*AIM OF THE EXERCISE:* Locate every line in the material below that has the word "kept". Copy each of those lines.
/---
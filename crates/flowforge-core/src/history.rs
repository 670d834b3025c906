//! Persisted run state: per-run JSON records under `<home>/runs/`, an
//! index file capped at a fixed number of entries per workflow, and a
//! flat list of registered workspaces.
//!
//! All writes are whole-file atomic replace — write to a sibling temp
//! file, then `rename` over the target — matching the single-writer
//! invariant the rest of the engine keeps for `ExecutionContext.outputs`.

use crate::config::EngineConfig;
use crate::context::NodeResult;
use crate::error::{Result, WorkflowError};
use serde::{Deserialize, Serialize};
use std::collections::HashMap;
use std::path::{Path, PathBuf};

/// Terminal status of a persisted run.
#[derive(Debug, Clone, Copy, PartialEq, Eq, Serialize, Deserialize)]
#[serde(rename_all = "snake_case")]
pub enum RunStatus {
    Completed,
    Failed,
    Cancelled,
}

/// What started this run, kept for the history view's "how did this get
/// triggered" column.
#[derive(Debug, Clone, PartialEq, Eq, Serialize, Deserialize)]
#[serde(rename_all = "snake_case")]
pub enum RunSource {
    Manual,
    Cron { entry_id: String },
    Idle { entry_id: String },
}

/// The full per-run record, persisted at `<home>/runs/<id>.json`.
#[derive(Debug, Clone, Serialize, Deserialize)]
#[serde(rename_all = "camelCase")]
pub struct RunRecord {
    pub id: String,
    pub workspace: String,
    pub workflow_path: String,
    pub started_at: chrono::DateTime<chrono::Utc>,
    pub completed_at: chrono::DateTime<chrono::Utc>,
    pub status: RunStatus,
    pub duration_ms: i64,
    pub node_count: usize,
    pub results: Vec<NodeResult>,
    #[serde(skip_serializing_if = "Option::is_none")]
    pub error: Option<String>,
    #[serde(skip_serializing_if = "Option::is_none")]
    pub source: Option<RunSource>,
}

/// The compact record kept in the index — everything about a run except
/// its node-by-node results, which stay in the per-run file.
#[derive(Debug, Clone, Serialize, Deserialize)]
#[serde(rename_all = "camelCase")]
pub struct RunSummary {
    pub id: String,
    pub started_at: chrono::DateTime<chrono::Utc>,
    pub completed_at: chrono::DateTime<chrono::Utc>,
    pub status: RunStatus,
    pub duration_ms: i64,
    #[serde(skip_serializing_if = "Option::is_none")]
    pub error: Option<String>,
}

impl From<&RunRecord> for RunSummary {
    fn from(record: &RunRecord) -> Self {
        Self {
            id: record.id.clone(),
            started_at: record.started_at,
            completed_at: record.completed_at,
            status: record.status,
            duration_ms: record.duration_ms,
            error: record.error.clone(),
        }
    }
}

fn history_key(workspace: &str, workflow_path: &str) -> String {
    format!("{workspace}:{workflow_path}")
}

/// Read-write access to a workspace's run history, rooted at
/// `EngineConfig::home`.
#[derive(Clone)]
pub struct HistoryStore {
    home: PathBuf,
    history_cap: usize,
}

impl HistoryStore {
    pub fn new(config: &EngineConfig) -> Self {
        Self { home: config.home.clone(), history_cap: config.history_cap }
    }

    fn runs_dir(&self) -> PathBuf {
        self.home.join("runs")
    }

    fn run_path(&self, run_id: &str) -> PathBuf {
        self.runs_dir().join(format!("{run_id}.json"))
    }

    fn index_path(&self) -> PathBuf {
        self.home.join("history.json")
    }

    fn workspaces_path(&self) -> PathBuf {
        self.home.join("workspaces.json")
    }

    /// Write the per-run record and append its summary to the index,
    /// truncating that key's entries to the configured cap.
    pub async fn record_run(&self, record: &RunRecord) -> Result<()> {
        tokio::fs::create_dir_all(self.runs_dir()).await?;
        let bytes = serde_json::to_vec_pretty(record)?;
        atomic_write(&self.run_path(&record.id), &bytes).await?;

        let key = history_key(&record.workspace, &record.workflow_path);
        let mut index = self.load_index().await?;
        let entries = index.entry(key).or_default();
        entries.insert(0, RunSummary::from(record));
        entries.truncate(self.history_cap);
        self.write_index(&index).await
    }

    pub async fn load_run(&self, run_id: &str) -> Result<RunRecord> {
        let bytes = tokio::fs::read(self.run_path(run_id)).await.map_err(|e| WorkflowError::Io {
            message: format!("run {run_id} not found: {e}"),
        })?;
        Ok(serde_json::from_slice(&bytes)?)
    }

    pub async fn load_index(&self) -> Result<HashMap<String, Vec<RunSummary>>> {
        match tokio::fs::read(self.index_path()).await {
            Ok(bytes) => Ok(serde_json::from_slice(&bytes)?),
            Err(e) if e.kind() == std::io::ErrorKind::NotFound => Ok(HashMap::new()),
            Err(e) => Err(e.into()),
        }
    }

    async fn write_index(&self, index: &HashMap<String, Vec<RunSummary>>) -> Result<()> {
        tokio::fs::create_dir_all(&self.home).await?;
        let bytes = serde_json::to_vec_pretty(index)?;
        atomic_write(&self.index_path(), &bytes).await
    }

    /// Runs recorded for `workspace`/`workflow_path`, most recent first.
    pub async fn history_for(&self, workspace: &str, workflow_path: &str) -> Result<Vec<RunSummary>> {
        let index = self.load_index().await?;
        Ok(index.get(&history_key(workspace, workflow_path)).cloned().unwrap_or_default())
    }

    pub async fn registered_workspaces(&self) -> Result<Vec<String>> {
        match tokio::fs::read(self.workspaces_path()).await {
            Ok(bytes) => Ok(serde_json::from_slice(&bytes)?),
            Err(e) if e.kind() == std::io::ErrorKind::NotFound => Ok(Vec::new()),
            Err(e) => Err(e.into()),
        }
    }

    pub async fn register_workspace(&self, path: &str) -> Result<()> {
        let mut workspaces = self.registered_workspaces().await?;
        if !workspaces.iter().any(|w| w == path) {
            workspaces.push(path.to_string());
        }
        tokio::fs::create_dir_all(&self.home).await?;
        let bytes = serde_json::to_vec_pretty(&workspaces)?;
        atomic_write(&self.workspaces_path(), &bytes).await
    }

    pub async fn remove_workspace(&self, path: &str) -> Result<()> {
        let mut workspaces = self.registered_workspaces().await?;
        workspaces.retain(|w| w != path);
        let bytes = serde_json::to_vec_pretty(&workspaces)?;
        atomic_write(&self.workspaces_path(), &bytes).await
    }
}

/// Write `bytes` to `path` by first writing a sibling temp file and
/// renaming it over the target, so a reader never observes a partial
/// write.
async fn atomic_write(path: &Path, bytes: &[u8]) -> Result<()> {
    let tmp_path = path.with_extension(format!(
        "{}.tmp",
        path.extension().and_then(|e| e.to_str()).unwrap_or("json")
    ));
    tokio::fs::write(&tmp_path, bytes).await?;
    tokio::fs::rename(&tmp_path, path).await?;
    Ok(())
}

#[cfg(test)]
mod tests {
    use super::*;
    use crate::context::NodeStatus;

    fn config_at(dir: &Path) -> EngineConfig {
        EngineConfig { home: dir.to_path_buf(), ..EngineConfig::default() }
    }

    fn record(id: &str, workflow_path: &str) -> RunRecord {
        let now = chrono::Utc::now();
        RunRecord {
            id: id.to_string(),
            workspace: "ws".to_string(),
            workflow_path: workflow_path.to_string(),
            started_at: now,
            completed_at: now,
            status: RunStatus::Completed,
            duration_ms: 12,
            node_count: 1,
            results: vec![NodeResult {
                node_id: "n1".into(),
                status: NodeStatus::Completed,
                output: HashMap::new(),
                raw_output: None,
                stdout: None,
                stderr: None,
                exit_code: None,
                structured_output: None,
                error: None,
                start_time: now,
                end_time: now,
            }],
            error: None,
            source: Some(RunSource::Manual),
        }
    }

    #[tokio::test]
    async fn records_and_reloads_a_run() {
        let dir = tempfile::tempdir().unwrap();
        let store = HistoryStore::new(&config_at(dir.path()));
        store.record_run(&record("run-1", "wf.yaml")).await.unwrap();

        let loaded = store.load_run("run-1").await.unwrap();
        assert_eq!(loaded.workflow_path, "wf.yaml");

        let history = store.history_for("ws", "wf.yaml").await.unwrap();
        assert_eq!(history.len(), 1);
        assert_eq!(history[0].id, "run-1");
    }

    #[tokio::test]
    async fn index_is_capped_per_key_and_most_recent_first() {
        let dir = tempfile::tempdir().unwrap();
        let store = HistoryStore::new(&EngineConfig { history_cap: 3, ..config_at(dir.path()) });
        for i in 0..5 {
            store.record_run(&record(&format!("run-{i}"), "wf.yaml")).await.unwrap();
        }
        let history = store.history_for("ws", "wf.yaml").await.unwrap();
        assert_eq!(history.len(), 3);
        assert_eq!(history[0].id, "run-4");
    }

    #[tokio::test]
    async fn workspace_registration_is_idempotent() {
        let dir = tempfile::tempdir().unwrap();
        let store = HistoryStore::new(&config_at(dir.path()));
        store.register_workspace("/ws/a").await.unwrap();
        store.register_workspace("/ws/a").await.unwrap();
        let workspaces = store.registered_workspaces().await.unwrap();
        assert_eq!(workspaces, vec!["/ws/a".to_string()]);

        store.remove_workspace("/ws/a").await.unwrap();
        assert!(store.registered_workspaces().await.unwrap().is_empty());
    }
}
\---
*EXPECTED ANSWER:*
/// What started this run, kept for the history view's "how did this get
/// The compact record kept in the index — everything about a run except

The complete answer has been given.